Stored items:

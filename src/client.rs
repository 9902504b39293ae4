//! Authenticated HTTP client for the App Seba REST API.
//!
//! The bearer token is resolved from persisted storage on every request: the
//! impersonation overlay when present, otherwise the primary token. Clearing the
//! overlay therefore restores the original credentials with no extra bookkeeping.
//! Failures are classified into `AppError`; failures of authenticated calls are also
//! handed to the shared `Notifier`.

use std::sync::Arc;
use std::time::Instant;

use reqwest::header::{HeaderValue, ACCEPT, AUTHORIZATION};
use reqwest::{Method, Url};
use serde::de::DeserializeOwned;
use serde::Serialize;
use serde_json::Value;
use tracing::{debug, warn};

use crate::config::Config;
use crate::error::{AppError, AppResult, CallMode};
use crate::storage::{SessionStorage, SharedStorage, KEY_IMPERSONATION, KEY_TOKEN};

pub const REQUEST_ID_HEADER: &str = "x-request-id";

/// Receives failures of authenticated calls, e.g. to show a global toast.
pub trait Notifier: Send + Sync {
    fn notify(&self, method: &Method, path: &str, err: &AppError);
}

/// Default notifier: a warning in the log.
pub struct LogNotifier;

impl Notifier for LogNotifier {
    fn notify(&self, method: &Method, path: &str, err: &AppError) {
        warn!(target: "http", code = err.code_str(), status = err.http_status(), "{} {} failed: {}", method, path, err.message());
    }
}

/// Token to attach to the next request, if any.
pub fn bearer_token(storage: &dyn SessionStorage) -> Option<String> {
    storage
        .get(KEY_IMPERSONATION)
        .filter(|t| !t.is_empty())
        .or_else(|| storage.get(KEY_TOKEN).filter(|t| !t.is_empty()))
}

#[derive(Clone)]
pub struct ApiClient {
    base: Url,
    http: reqwest::Client,
    storage: SharedStorage,
    notifier: Arc<dyn Notifier>,
}

impl ApiClient {
    pub fn new(cfg: &Config, storage: SharedStorage) -> AppResult<Self> {
        let http = reqwest::Client::builder()
            .timeout(cfg.http_timeout)
            .build()
            .map_err(|e| AppError::config("http_client".to_string(), e.to_string()))?;
        Ok(Self { base: cfg.api_url.clone(), http, storage, notifier: Arc::new(LogNotifier) })
    }

    pub fn with_notifier(mut self, notifier: Arc<dyn Notifier>) -> Self {
        self.notifier = notifier;
        self
    }

    pub fn base(&self) -> &Url { &self.base }

    pub fn storage(&self) -> &SharedStorage { &self.storage }

    pub fn bearer(&self) -> Option<String> { bearer_token(self.storage.as_ref()) }

    /// Append `path` to the base URL's path (`Url::join` would drop a base path like `/api`).
    pub fn url(&self, path: &str) -> AppResult<Url> {
        let joined = format!("{}/{}", self.base.as_str().trim_end_matches('/'), path.trim_start_matches('/'));
        Url::parse(&joined).map_err(|e| AppError::config("invalid_url".to_string(), format!("{}: {}", joined, e)))
    }

    pub async fn get<T: DeserializeOwned>(&self, path: &str) -> AppResult<T> {
        self.send(Method::GET, path, &[], None, CallMode::Authenticated).await
    }

    pub async fn get_query<T: DeserializeOwned>(&self, path: &str, query: &[(&str, String)]) -> AppResult<T> {
        self.send(Method::GET, path, query, None, CallMode::Authenticated).await
    }

    pub async fn post<B: Serialize + ?Sized, T: DeserializeOwned>(&self, path: &str, body: &B) -> AppResult<T> {
        let body = serde_json::to_value(body)?;
        self.send(Method::POST, path, &[], Some(body), CallMode::Authenticated).await
    }

    pub async fn put<B: Serialize + ?Sized, T: DeserializeOwned>(&self, path: &str, body: &B) -> AppResult<T> {
        let body = serde_json::to_value(body)?;
        self.send(Method::PUT, path, &[], Some(body), CallMode::Authenticated).await
    }

    pub async fn delete<T: DeserializeOwned>(&self, path: &str) -> AppResult<T> {
        self.send(Method::DELETE, path, &[], None, CallMode::Authenticated).await
    }

    /// POST whose failures belong to the caller's form (login, register, password flows).
    pub async fn post_inline<B: Serialize + ?Sized, T: DeserializeOwned>(&self, path: &str, body: &B) -> AppResult<T> {
        let body = serde_json::to_value(body)?;
        self.send(Method::POST, path, &[], Some(body), CallMode::Inline).await
    }

    async fn send<T: DeserializeOwned>(
        &self,
        method: Method,
        path: &str,
        query: &[(&str, String)],
        body: Option<Value>,
        mode: CallMode,
    ) -> AppResult<T> {
        let result = self.exchange(method.clone(), path, query, body, mode).await;
        match result {
            Ok(v) => serde_json::from_value(v).map_err(|e| AppError::decode("decode_error".to_string(), format!("{} {}: {}", method, path, e))),
            Err(e) => {
                if mode == CallMode::Authenticated {
                    self.notifier.notify(&method, path, &e);
                }
                Err(e)
            }
        }
    }

    async fn exchange(
        &self,
        method: Method,
        path: &str,
        query: &[(&str, String)],
        body: Option<Value>,
        mode: CallMode,
    ) -> AppResult<Value> {
        let url = self.url(path)?;
        let request_id = uuid::Uuid::new_v4().to_string();
        let mut req = self.http.request(method.clone(), url).header(ACCEPT, HeaderValue::from_static("application/json")).header(REQUEST_ID_HEADER, request_id.as_str());
        if !query.is_empty() {
            req = req.query(query);
        }
        if let Some(token) = self.bearer() {
            let value = HeaderValue::from_str(&format!("Bearer {}", token))
                .map_err(|_| AppError::storage("bad_token".to_string(), "persisted token is not a valid header value".to_string()))?;
            req = req.header(AUTHORIZATION, value);
        }
        if let Some(b) = body {
            req = req.json(&b);
        }

        let started = Instant::now();
        let resp = req.send().await.map_err(|e| AppError::network("network_unavailable".to_string(), e.to_string()))?;
        let status = resp.status();
        let bytes = resp.bytes().await.map_err(|e| AppError::network("network_unavailable".to_string(), e.to_string()))?;
        debug!(target: "http", request_id = %request_id, method = %method, path, status = status.as_u16(), elapsed_ms = started.elapsed().as_millis() as u64, "request");

        let json: Option<Value> = if bytes.is_empty() { None } else { serde_json::from_slice(&bytes).ok() };
        if !status.is_success() {
            return Err(AppError::from_status(status.as_u16(), json.as_ref(), mode));
        }
        match json {
            Some(v) => Ok(v),
            None if bytes.is_empty() => Ok(Value::Null),
            None => Err(AppError::decode("decode_error".to_string(), format!("{} {}: response is not JSON", method, path))),
        }
    }
}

- _Task objective_:
Throughout the records, the word "ApiClient" shows up on certain lines. Report how many lines, with only the number.

- _Task output_:
2